Over the 2019/20 summer, Megan worked with Professor Ivo Mueller’s research team, looking at malaria transmission and infection rates in Solomon Islands communities.

WEHI’s diverse workforce has been one of the things Megan has enjoyed most in her three CareerTrackers internships. “Everyone here is so unique and I learn such amazing things over every lunch break,” she said.

Megan is a proud descendent of the Wirangu people in what is now South Australia. “I am extremely honoured that my Grandfather was an initiated tribal elder over there. I grew up displaced from that ancestry though, but was raised a member of the Wathaurong people of the Kulin nation, and have been accepted as a member of that community since childhood.”

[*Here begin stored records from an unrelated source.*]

//! 二十四节气
//!
//! 采用通用近似公式 `[Y × D + C] − L` 计算节气日期：`Y` 为年份后两位，`D = 0.2422`，
//! `C` 为节气按世纪取的常数，`L` 为闰年数（小寒、大寒、立春、雨水四节气在公历
//! 闰日之前，取 `[(Y − 1) / 4]`，其余取 `[Y / 4]`）。公式与实测不合之年见
//! [`CORRECTIONS`]。
//!
//! 每个节气固定落在某一公历月，每月两个节气。

use std::str::FromStr;

use serde::{Deserialize, Serialize};
use tracing::debug;

use super::{check_year, fmt};
use crate::date::Date;
use crate::error::Error;

/// 节气，按公历年内先后排列，小寒在前，冬至在后。
///
/// 序列化为 [`TermKind::key`]；另接受旧键名，如 `the_winter_solstice`、`code_dew`。
#[derive(Debug, Copy, Clone, Eq, PartialEq, Hash, Ord, PartialOrd, Serialize, Deserialize)]
#[serde(rename_all = "snake_case")]
pub enum TermKind {
    LesserCold,
    GreaterCold,
    #[serde(alias = "the_beginning_of_spring")]
    BeginningOfSpring,
    RainWater,
    #[serde(alias = "the_waking_of_insects")]
    WakingOfInsects,
    #[serde(alias = "the_spring_equinox")]
    SpringEquinox,
    PureBrightness,
    GrainRain,
    #[serde(alias = "the_beginning_of_summer")]
    BeginningOfSummer,
    LesserFullnessOfGrain,
    GrainInBeard,
    #[serde(alias = "the_summer_solstice")]
    SummerSolstice,
    LesserHeat,
    GreaterHeat,
    #[serde(alias = "the_beginning_of_autumn")]
    BeginningOfAutumn,
    #[serde(alias = "the_end_of_heat")]
    EndOfHeat,
    WhiteDew,
    #[serde(alias = "the_autumn_equinox")]
    AutumnEquinox,
    #[serde(alias = "code_dew")]
    ColdDew,
    FrostDescent,
    #[serde(alias = "the_beginning_of_winter")]
    BeginningOfWinter,
    LesserSnow,
    GreaterSnow,
    #[serde(alias = "the_winter_solstice")]
    WinterSolstice,
}

impl TermKind {
    /// 全部节气，按公历年内先后排列。
    pub const ALL: [TermKind; 24] = {
        use TermKind::*;
        [
            LesserCold,
            GreaterCold,
            BeginningOfSpring,
            RainWater,
            WakingOfInsects,
            SpringEquinox,
            PureBrightness,
            GrainRain,
            BeginningOfSummer,
            LesserFullnessOfGrain,
            GrainInBeard,
            SummerSolstice,
            LesserHeat,
            GreaterHeat,
            BeginningOfAutumn,
            EndOfHeat,
            WhiteDew,
            AutumnEquinox,
            ColdDew,
            FrostDescent,
            BeginningOfWinter,
            LesserSnow,
            GreaterSnow,
            WinterSolstice,
        ]
    };

    /// 落在公历 `month` 月的两个节气。
    ///
    /// # Panics
    ///
    /// 若月序号不在 `1..=12` 间则 panic。
    pub(crate) fn for_month(month: u32) -> [TermKind; 2] {
        assert!((1..=12).contains(&month), "month {} not in 1..=12", month);
        let i = (month as usize - 1) * 2;
        [Self::ALL[i], Self::ALL[i + 1]]
    }
    /// 节气所在公历月。
    pub fn month(self) -> u32 {
        self as u32 / 2 + 1
    }
    /// 中文名称。
    pub fn name(self) -> &'static str {
        fmt::solar_term(self)
    }
    /// 英文键名，如 `pure_brightness`。
    pub fn key(self) -> &'static str {
        const KEYS: [&str; 24] = [
            "lesser_cold",
            "greater_cold",
            "beginning_of_spring",
            "rain_water",
            "waking_of_insects",
            "spring_equinox",
            "pure_brightness",
            "grain_rain",
            "beginning_of_summer",
            "lesser_fullness_of_grain",
            "grain_in_beard",
            "summer_solstice",
            "lesser_heat",
            "greater_heat",
            "beginning_of_autumn",
            "end_of_heat",
            "white_dew",
            "autumn_equinox",
            "cold_dew",
            "frost_descent",
            "beginning_of_winter",
            "lesser_snow",
            "greater_snow",
            "winter_solstice",
        ];
        KEYS[self as usize]
    }

    /// 公式常数 `C`，`[20 世纪, 21 世纪]`。
    fn coefficients(self) -> [f64; 2] {
        const C: [[f64; 2]; 24] = [
            [6.11, 5.4055],
            [20.84, 20.12],
            [4.6295, 3.87],
            [19.4599, 18.73],
            [6.3926, 5.63],
            [21.4155, 20.646],
            [5.59, 4.81],
            [20.888, 20.1],
            [6.318, 5.52],
            [21.86, 21.04],
            [6.5, 5.678],
            [22.2, 21.37],
            [7.928, 7.108],
            [23.65, 22.83],
            [8.35, 7.5],
            [23.95, 23.13],
            [8.44, 7.646],
            [23.822, 23.042],
            [9.098, 8.318],
            [24.218, 23.438],
            [8.218, 7.438],
            [23.08, 22.36],
            [7.9, 7.18],
            [22.6, 21.94],
        ];
        C[self as usize]
    }

    /// 是否在公历闰日之前，闰年数须少计一年。
    fn before_leap_day(self) -> bool {
        use TermKind::*;
        matches!(self, LesserCold | GreaterCold | BeginningOfSpring | RainWater)
    }
}

/// 旧键名。
static LEGACY_KEYS: &[(&str, TermKind)] = {
    use TermKind::*;
    &[
        ("the_beginning_of_spring", BeginningOfSpring),
        ("the_waking_of_insects", WakingOfInsects),
        ("the_spring_equinox", SpringEquinox),
        ("the_beginning_of_summer", BeginningOfSummer),
        ("the_summer_solstice", SummerSolstice),
        ("the_beginning_of_autumn", BeginningOfAutumn),
        ("the_end_of_heat", EndOfHeat),
        ("the_autumn_equinox", AutumnEquinox),
        ("code_dew", ColdDew),
        ("the_beginning_of_winter", BeginningOfWinter),
        ("the_winter_solstice", WinterSolstice),
    ]
};

/// 接受英文键名、旧键名或中文名称。
impl FromStr for TermKind {
    type Err = Error;

    fn from_str(s: &str) -> Result<Self, Self::Err> {
        Self::ALL
            .into_iter()
            .find(|term| term.key() == s || term.name() == s)
            .or_else(|| LEGACY_KEYS.iter().find(|&&(key, _)| key == s).map(|&(_, term)| term))
            .ok_or_else(|| Error::UnknownSolarTerm(s.to_owned()))
    }
}

/// 公式结果与实测相差一日的年份及修正值。
pub static CORRECTIONS: &[(i32, TermKind, i32)] = {
    use TermKind::*;
    &[
        (1902, GrainInBeard, 1),
        (1911, BeginningOfSummer, 1),
        (1918, WinterSolstice, -1),
        (1922, GreaterHeat, 1),
        (1925, LesserHeat, 1),
        (1927, WhiteDew, 1),
        (1928, SummerSolstice, 1),
        (1942, AutumnEquinox, 1),
        (1954, GreaterSnow, 1),
        (1978, LesserSnow, 1),
        (1982, LesserCold, 1),
        (2002, BeginningOfAutumn, 1),
        (2008, LesserFullnessOfGrain, 1),
        (2016, LesserHeat, 1),
        (2019, LesserCold, -1),
        (2021, WinterSolstice, -1),
        (2026, RainWater, -1),
        (2082, GreaterCold, 1),
        (2084, SpringEquinox, 1),
        (2089, FrostDescent, 1),
        (2089, BeginningOfWinter, 1),
    ]
};

fn correction(year: i32, term: TermKind) -> i32 {
    CORRECTIONS
        .iter()
        .find(|&&(y, t, _)| y == year && t == term)
        .map_or(0, |&(_, _, delta)| delta)
}

/// 计算节气日期，调用方须保证年份在 1899..=2101 之间。
pub(crate) fn term_date(year: i32, term: TermKind) -> Date {
    let y = year.rem_euclid(100);
    let c = term.coefficients()[usize::from(year >= 2000)];
    let leaps = if term.before_leap_day() {
        (y - 1).div_euclid(4)
    } else {
        y.div_euclid(4)
    };
    let day = (f64::from(y) * 0.2422 + c).floor() as i32 - leaps + correction(year, term);
    Date::from_gregorian_unchecked(year, term.month() as i32, day)
}

/// 节气信息。
#[derive(Debug, Clone, Eq, PartialEq, Serialize)]
pub struct SolarTerm {
    /// 公历日期
    pub date: Date,
    /// 节气
    pub term: TermKind,
    /// 中文名称
    pub name: &'static str,
    /// `date` 为该节气的第几日，交节当日为 1
    pub day_index: Option<u8>,
}

impl SolarTerm {
    fn new(date: Date, term: TermKind, day_index: u8) -> Self {
        Self {
            date,
            term,
            name: term.name(),
            day_index: Some(day_index),
        }
    }
}

/// 取得某年某节气的日期。
///
/// # 用例
///
/// ```
/// use chinese_days::{TermKind, solar_term_date};
///
/// let date = solar_term_date(2026, TermKind::RainWater).unwrap();
/// assert_eq!("2026-02-18", date.iso_gregorian());
/// ```
pub fn solar_term_date(year: i32, term: TermKind) -> Result<Date, Error> {
    check_year(year)?;
    Ok(term_date(year, term))
}

/// 以 `year * 12 + month - 1` 计数的月份，含两端。
fn months(start: Date, end: Date) -> impl Iterator<Item = (i32, u32)> {
    let index = |date: Date| {
        let (y, m, _) = date.gregorian();
        y * 12 + m - 1
    };
    (index(start)..=index(end)).map(|i| (i.div_euclid(12), i.rem_euclid(12) as u32 + 1))
}

fn check_range(start: Date, end: Date) -> Result<(), Error> {
    check_year(start.year())?;
    check_year(end.year())
}

/// 取得区间内（含两端）交节的节气，按日期先后排列。
///
/// 逐月计算该月两个节气，只保留落在区间内者。
///
/// # 用例
///
/// ```
/// use chinese_days::{Date, TermKind, solar_terms_in_range};
///
/// let start: Date = "2024-01-01".parse().unwrap();
/// let end: Date = "2024-01-31".parse().unwrap();
/// let terms = solar_terms_in_range(start, end).unwrap();
///
/// assert_eq!(vec![TermKind::LesserCold, TermKind::GreaterCold], terms.iter().map(|t| t.term).collect::<Vec<_>>());
/// ```
#[tracing::instrument(level = "debug", skip_all, fields(start = %start, end = %end))]
pub fn solar_terms_in_range(start: Date, end: Date) -> Result<Vec<SolarTerm>, Error> {
    check_range(start, end)?;
    let terms: Vec<_> = months(start, end)
        .flat_map(|(year, month)| TermKind::for_month(month).map(|term| (term_date(year, term), term)))
        .filter(|(date, _)| (start..=end).contains(date))
        .map(|(date, term)| SolarTerm::new(date, term, 1))
        .collect();
    debug!(count = terms.len(), "collected solar terms");
    Ok(terms)
}

/// 取得区间内（含两端）逐日所在节气及其为该节气第几日。
///
/// 先计算区间前后各多一个月的全部节气并按日期排序，再将每一日归入不晚于它的最近一个节气。
///
/// # 用例
///
/// ```
/// use chinese_days::{Date, TermKind, solar_terms_with_day_index};
///
/// let date: Date = "2024-01-04".parse().unwrap();
/// let terms = solar_terms_with_day_index(date, date).unwrap();
///
/// assert_eq!(TermKind::WinterSolstice, terms[0].term);
/// assert_eq!(Some(14), terms[0].day_index);
/// ```
#[tracing::instrument(level = "debug", skip_all, fields(start = %start, end = %end))]
pub fn solar_terms_with_day_index(start: Date, end: Date) -> Result<Vec<SolarTerm>, Error> {
    check_range(start, end)?;
    let mut boundaries: Vec<(Date, TermKind)> = months(start + -31, end + 31)
        .flat_map(|(year, month)| TermKind::for_month(month).map(|term| (term_date(year, term), term)))
        .collect();
    boundaries.sort();

    let mut terms = Vec::new();
    for pair in boundaries.windows(2) {
        let ((begin, term), (next, _)) = (pair[0], pair[1]);
        let mut date = begin.max(start);
        while date < next && date <= end {
            terms.push(SolarTerm::new(date, term, (date - begin + 1) as u8));
            date = date + 1;
        }
    }
    debug!(count = terms.len(), "labelled dates with solar terms");
    Ok(terms)
}
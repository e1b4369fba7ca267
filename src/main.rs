mod cli;
mod logging;

use std::process;

use anyhow::Result;
use clap::Parser;
use serde::Serialize;
use tracing::info;

use chinese_days::{
    lunar_dates_in_range, lunar_festivals, lunar_to_solar, lunar_years, solar_term_date,
    solar_terms_in_range, solar_terms_with_day_index, year_leap_month,
};

use crate::cli::{Cli, Command};

fn main() {
    let cli = Cli::parse();
    logging::init(cli.verbose);

    if let Err(e) = run(cli.command) {
        eprintln!("Error: {e:#}");
        process::exit(1);
    }
}

fn run(command: Command) -> Result<()> {
    match command {
        Command::Lunar(args) => {
            let (start, end) = args.bounds();
            info!(%start, %end, "converting to lunar dates");
            print(&lunar_dates_in_range(start, end)?)
        }
        Command::Solar(args) => {
            info!(year = args.year, month = args.month, day = args.day, "converting lunar date");
            print(&lunar_to_solar(args.year, args.month, args.day)?)
        }
        Command::Leap(args) => print(&year_leap_month(args.year)?),
        Command::Years(args) => print(&lunar_years(args.start, args.end.unwrap_or(args.start))?),
        Command::Term(args) => print(&solar_term_date(args.year, args.term)?),
        Command::Terms(args) => {
            let (start, end) = args.range.bounds();
            info!(%start, %end, days = args.days, "listing solar terms");
            if args.days {
                print(&solar_terms_with_day_index(start, end)?)
            } else {
                print(&solar_terms_in_range(start, end)?)
            }
        }
        Command::Festivals(args) => {
            let (start, end) = args.bounds();
            info!(%start, %end, "listing festivals");
            print(&lunar_festivals(start, end)?)
        }
    }
}

fn print<T: Serialize>(value: &T) -> Result<()> {
    println!("{}", serde_json::to_string_pretty(value)?);
    Ok(())
}
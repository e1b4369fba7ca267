//! 格式化日期相关功能

use super::Month;
use super::solar_term::TermKind;

/// 天干，第 0 项为「甲」。
pub const STEMS: &[&str] = &["甲", "乙", "丙", "丁", "戊", "己", "庚", "辛", "壬", "癸"];
/// 地支，第 0 项为「子」。
pub const BRANCHES: &[&str] = &[
    "子", "丑", "寅", "卯", "辰", "巳", "午", "未", "申", "酉", "戌", "亥",
];
/// 生肖，与地支一一对应。
pub const ZODIACS: &[&str] = &[
    "鼠", "牛", "虎", "兔", "龙", "蛇", "马", "羊", "猴", "鸡", "狗", "猪",
];
/// 汉数字，第 `1..=9` 项分别为「一」到「九」。为便于格式化日期，第 0 项为「十」。
pub const NUM_CHINESE: &[&str] = &["十", "一", "二", "三", "四", "五", "六", "七", "八", "九"];
/// 逐位书写年份用的数字，第 0 项为「零」。
pub const DIGITS: &[&str] = &["零", "一", "二", "三", "四", "五", "六", "七", "八", "九"];

/// 干支计数转为文本形式。
///
/// # 用例
///
/// ```
/// use chinese_days::chinese;
///
/// assert_eq!("甲子", chinese::fmt::sexagenary(0));
/// assert_eq!("乙巳", chinese::fmt::sexagenary(41));
/// ```
pub fn sexagenary(index: i64) -> String {
    super::Sexagenary::from_index(index).to_string()
}

/// 取得农历年的生肖。
///
/// # 用例
///
/// ```
/// use chinese_days::chinese;
///
/// assert_eq!("牛", chinese::fmt::zodiac(2057));
/// ```
pub fn zodiac(lunar_year: i32) -> &'static str {
    ZODIACS[(lunar_year - 4).rem_euclid(12) as usize]
}

/// 逐位写出年份，如「二零五七」。
pub fn year(lunar_year: i32) -> String {
    lunar_year
        .to_string()
        .bytes()
        .filter(u8::is_ascii_digit)
        .map(|b| DIGITS[(b - b'0') as usize])
        .collect()
}

/// 取得月名（含「月」字）。十一、十二月称「冬月」「腊月」。
///
/// # 用例
///
/// ```
/// use chinese_days::chinese::{self, Month::*};
///
/// assert_eq!("冬月", chinese::fmt::month(Common(11)));
/// assert_eq!("闰正月", chinese::fmt::month(Leap(1)));
/// ```
///
/// # Panics
///
/// 若月序号不在 `1..=12` 间则 panic。
pub fn month(m: Month) -> String {
    let mut rt = String::new();
    if m.is_leap() {
        rt += "闰";
    }
    let num = m.num();
    rt += match num {
        1 => "正",
        2..=9 => NUM_CHINESE[num as usize],
        10 => "十",
        11 => "冬",
        12 => "腊",
        _ => panic!("month {} not in 1..=12", num),
    };
    rt += "月";
    rt
}

/// 取得日名，前十日为「初一」到「初十」，第 21 至 29 日为「廿一」到「廿九」。
///
/// # 用例
///
/// ```
/// use chinese_days::chinese;
///
/// assert_eq!("初十", chinese::fmt::day(10));
/// assert_eq!("廿五", chinese::fmt::day(25));
/// assert_eq!("三十", chinese::fmt::day(30));
/// ```
///
/// # Panics
///
/// 若日序号不在 `1..=30` 间则 panic。
pub fn day(d: u32) -> String {
    match d {
        1..=10 => "初",
        11..=19 => "十",
        20 => "二",
        21..=29 => "廿",
        30 => "三",
        _ => panic!("day {} not in 1..=30", d),
    }
    .to_owned()
        + NUM_CHINESE[(d % 10) as usize]
}

/// 节气名称。
///
/// # 用例
///
/// ```
/// use chinese_days::chinese::{self, TermKind};
///
/// assert_eq!("谷雨", chinese::fmt::solar_term(TermKind::GrainRain));
/// ```
pub fn solar_term(term: TermKind) -> &'static str {
    const NAMES: &[&str] = &[
        "小寒", "大寒", "立春", "雨水", "惊蛰", "春分", "清明", "谷雨", "立夏", "小满", "芒种",
        "夏至", "小暑", "大暑", "立秋", "处暑", "白露", "秋分", "寒露", "霜降", "立冬", "小雪",
        "大雪", "冬至",
    ];
    NAMES[term as usize]
}
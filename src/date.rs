//! Calendar-independant date.

use std::fmt;
use std::ops::{Add, Sub};
use std::str::FromStr;

use serde::{Deserialize, Deserializer, Serialize, Serializer};

use crate::error::Error;

/// A calendar-independant date, counted as a Julian day number (JDN).
///
/// Dates are whole civil days; there is no time-of-day component. At the API
/// boundary they are read and written as ISO 8601 `YYYY-MM-DD` strings.
#[derive(Debug, Copy, Clone, Eq, PartialEq, Hash, Ord, PartialOrd)]
pub struct Date {
    jdn: u32,
}

impl Date {
    /// Gregorian years accepted by [`Date::from_gregorian`]. JDN 0 falls in
    /// 4714 BC (year -4713), and the JDN arithmetic stays within `i32` up to
    /// the last year.
    pub const YEARS: std::ops::RangeInclusive<i32> = -4712..=999_999;

    /// Creates a `Date` with a Julian day number (JDN).
    pub fn from_jdn(jdn: u32) -> Self {
        Self { jdn }
    }
    /// Returns the Julian day number (JDN) of the date.
    pub fn jdn(&self) -> u32 {
        self.jdn
    }

    /// Creates a `Date` with a Gregorian calendar date.
    ///
    /// Returns [`Error::InvalidDate`] if `month` or `day` does not exist, or
    /// if `year` lies outside [`Date::YEARS`].
    ///
    /// # Example
    ///
    /// ```
    /// use chinese_days::Date;
    ///
    /// let date = Date::from_gregorian(2000, 1, 1).unwrap();
    /// assert_eq!(2451545, date.jdn());
    /// assert!(Date::from_gregorian(2023, 2, 29).is_err());
    /// ```
    pub fn from_gregorian(year: i32, month: i32, day: i32) -> Result<Self, Error> {
        if !Self::YEARS.contains(&year)
            || !(1..=12).contains(&month)
            || day < 1
            || day > days_in_month(year, month)
        {
            return Err(Error::InvalidDate(format!("{year:04}-{month:02}-{day:02}")));
        }
        Ok(Self::from_gregorian_unchecked(year, month, day))
    }

    /// Creates a `Date` from a Gregorian date known to be valid.
    ///
    /// Callers must pass an existing date after 4713 BC; nothing is checked.
    pub(crate) fn from_gregorian_unchecked(year: i32, month: i32, day: i32) -> Self {
        Self::from_jdn(gregorian_to_jdn(year, month, day) as u32)
    }

    /// Represents the date in Gregorian calendar.
    ///
    /// Returns in `(year, month, day)` format.
    ///
    /// # Example
    ///
    /// ```
    /// use chinese_days::Date;
    ///
    /// let date = Date::from_jdn(2451545);
    /// assert_eq!((2000, 1, 1), date.gregorian());
    /// ```
    pub fn gregorian(&self) -> (i32, i32, i32) {
        let jdn = i32::try_from(self.jdn).expect("jdn >= 2**31 not supported");
        let f = jdn + 1401 + (((4 * jdn + 274277) / 146097) * 3) / 4 - 38;
        let e = 4 * f + 3;
        let g = (e % 1461) / 4;
        let h = 5 * g + 2;
        let day = (h % 153) / 5 + 1;
        let month = (h / 153 + 2) % 12 + 1;
        let year = e / 1461 - 4716 + (12 + 2 - month) / 12;
        (year, month, day)
    }
    /// Gregorian year of the date.
    pub fn year(&self) -> i32 {
        self.gregorian().0
    }
    /// Formats the date in ISO 8601 format.
    ///
    /// # Example
    ///
    /// ```
    /// use chinese_days::Date;
    ///
    /// let date = Date::from_gregorian(2000, 1, 1).unwrap();
    /// assert_eq!("2000-01-01", date.iso_gregorian());
    /// ```
    pub fn iso_gregorian(&self) -> String {
        let (y, m, d) = self.gregorian();
        format!("{:04}-{:02}-{:02}", y, m, d)
    }
}

fn gregorian_to_jdn(y: i32, m: i32, d: i32) -> i32 {
    (1461 * (y + 4800 + (m - 14) / 12)) / 4 + (367 * (m - 2 - 12 * ((m - 14) / 12))) / 12
        - (3 * ((y + 4900 + (m - 14) / 12) / 100)) / 4
        + d
        - 32075
}

/// Number of days in a Gregorian month.
pub(crate) fn days_in_month(year: i32, month: i32) -> i32 {
    match month {
        2 => 28 + YearType::from_gregorian(year).is_leap() as i32,
        4 | 6 | 9 | 11 => 30,
        _ => 31,
    }
}

impl Add<i32> for Date {
    type Output = Date;
    fn add(self, rhs: i32) -> Self::Output {
        Date::from_jdn(if rhs >= 0 {
            self.jdn + rhs as u32
        } else {
            self.jdn - rhs.wrapping_neg() as u32
        })
    }
}
impl Sub<Date> for Date {
    type Output = i32;
    fn sub(self, rhs: Date) -> Self::Output {
        self.jdn as i32 - rhs.jdn as i32
    }
}

impl fmt::Display for Date {
    fn fmt(&self, f: &mut fmt::Formatter<'_>) -> fmt::Result {
        let (y, m, d) = self.gregorian();
        write!(f, "{:04}-{:02}-{:02}", y, m, d)
    }
}

/// Parses `YYYY-MM-DD`. Month and day may omit the leading zero.
impl FromStr for Date {
    type Err = Error;

    fn from_str(s: &str) -> Result<Self, Self::Err> {
        let invalid = || Error::InvalidDate(s.to_owned());
        let mut parts = s.trim().split('-');
        let mut field = || -> Result<i32, Error> {
            let part = parts.next().ok_or_else(invalid)?;
            if part.is_empty() || !part.bytes().all(|b| b.is_ascii_digit()) {
                return Err(invalid());
            }
            part.parse().map_err(|_| invalid())
        };
        let (y, m, d) = (field()?, field()?, field()?);
        if parts.next().is_some() {
            return Err(invalid());
        }
        Self::from_gregorian(y, m, d).map_err(|_| invalid())
    }
}

impl Serialize for Date {
    fn serialize<S: Serializer>(&self, serializer: S) -> Result<S::Ok, S::Error> {
        serializer.collect_str(self)
    }
}

impl<'de> Deserialize<'de> for Date {
    fn deserialize<D: Deserializer<'de>>(deserializer: D) -> Result<Self, D::Error> {
        let s = String::deserialize(deserializer)?;
        s.parse().map_err(serde::de::Error::custom)
    }
}

/// Indicates whether a year is a leap year or common year.
#[derive(Debug, Copy, Clone, Eq, PartialEq, Hash)]
pub enum YearType {
    Common,
    Leap,
}

impl YearType {
    /// Determines if `year` is a leap year in Gregorian calendar.
    pub fn from_gregorian(year: i32) -> Self {
        if year % 4 == 0 && year % 100 != 0 || year % 400 == 0 {
            Self::Leap
        } else {
            Self::Common
        }
    }
    /// Returns `true` if `self` is `Leap`, otherwise `false`.
    pub fn is_leap(&self) -> bool {
        matches!(self, YearType::Leap)
    }
}
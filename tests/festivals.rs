//! Integration tests for lunar folk festivals.

use chinese_days::chinese::{epoch, last_date};
use chinese_days::{Date, Festival, TermKind, lunar_festivals, solar_term_date, solar_to_lunar};

fn dates_named(festivals: &[Festival], name: &str) -> Vec<Date> {
    festivals
        .iter()
        .filter(|f| f.names.contains(&name))
        .map(|f| f.date)
        .collect()
}

#[test]
fn yearly_festivals_over_whole_table() {
    let festivals = lunar_festivals(epoch(), last_date()).unwrap();

    let new_years = dates_named(&festivals, "春节");
    assert_eq!(201, new_years.len());
    for date in &new_years {
        let lunar = solar_to_lunar(*date).unwrap();
        assert_eq!((1, 1, false), (lunar.lunar_month, lunar.lunar_day, lunar.is_leap));
    }

    // 2100 年除夕已在 2101 年
    let eves = dates_named(&festivals, "除夕");
    assert_eq!(200, eves.len());
    for (eve, new_year) in eves.iter().zip(&new_years[1..]) {
        assert_eq!(1, *new_year - *eve);
    }

    let cold_food = dates_named(&festivals, "寒食节");
    assert_eq!(201, cold_food.len());
    for date in cold_food {
        assert_eq!(date + 1, solar_term_date(date.year(), TermKind::PureBrightness).unwrap());
    }
}

#[test]
fn dates_without_festivals_are_omitted() {
    let festivals = lunar_festivals(epoch(), last_date()).unwrap();
    assert!(festivals.iter().all(|f| !f.names.is_empty()));
    assert!(festivals.windows(2).all(|w| w[0].date < w[1].date));
}

#[test]
fn serialized_shape() {
    let date: Date = "2025-04-03".parse().unwrap();
    let json = serde_json::to_value(lunar_festivals(date, date).unwrap()).unwrap();
    assert_eq!(
        serde_json::json!([{ "date": "2025-04-03", "names": ["寒食节"] }]),
        json
    );
}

She says that CareerTrackers is a valuable initiative, because it helps students who might not have established professional networks to gain valuable work experience.

“Our internships show us real-life applications of our studies, so it assists with our professional equity. People at WEHI tell me they also benefit from working with CareerTracker interns: as well as contributing to research projects, we come in with a refreshing amount of enthusiasm!”
– Lilly Backshell

In 2020 Megan was in her final year of medicine at Monash University, and was looking forward to her future career opportunities. “WEHI’s international and diverse employees inspired me to consider working abroad.”

CareerTrackers is a national non-profit organisation that creates internship opportunities for Aboriginal and Torres Strait Islander university students. WEHI has been hosting CareerTrackers students since 2014.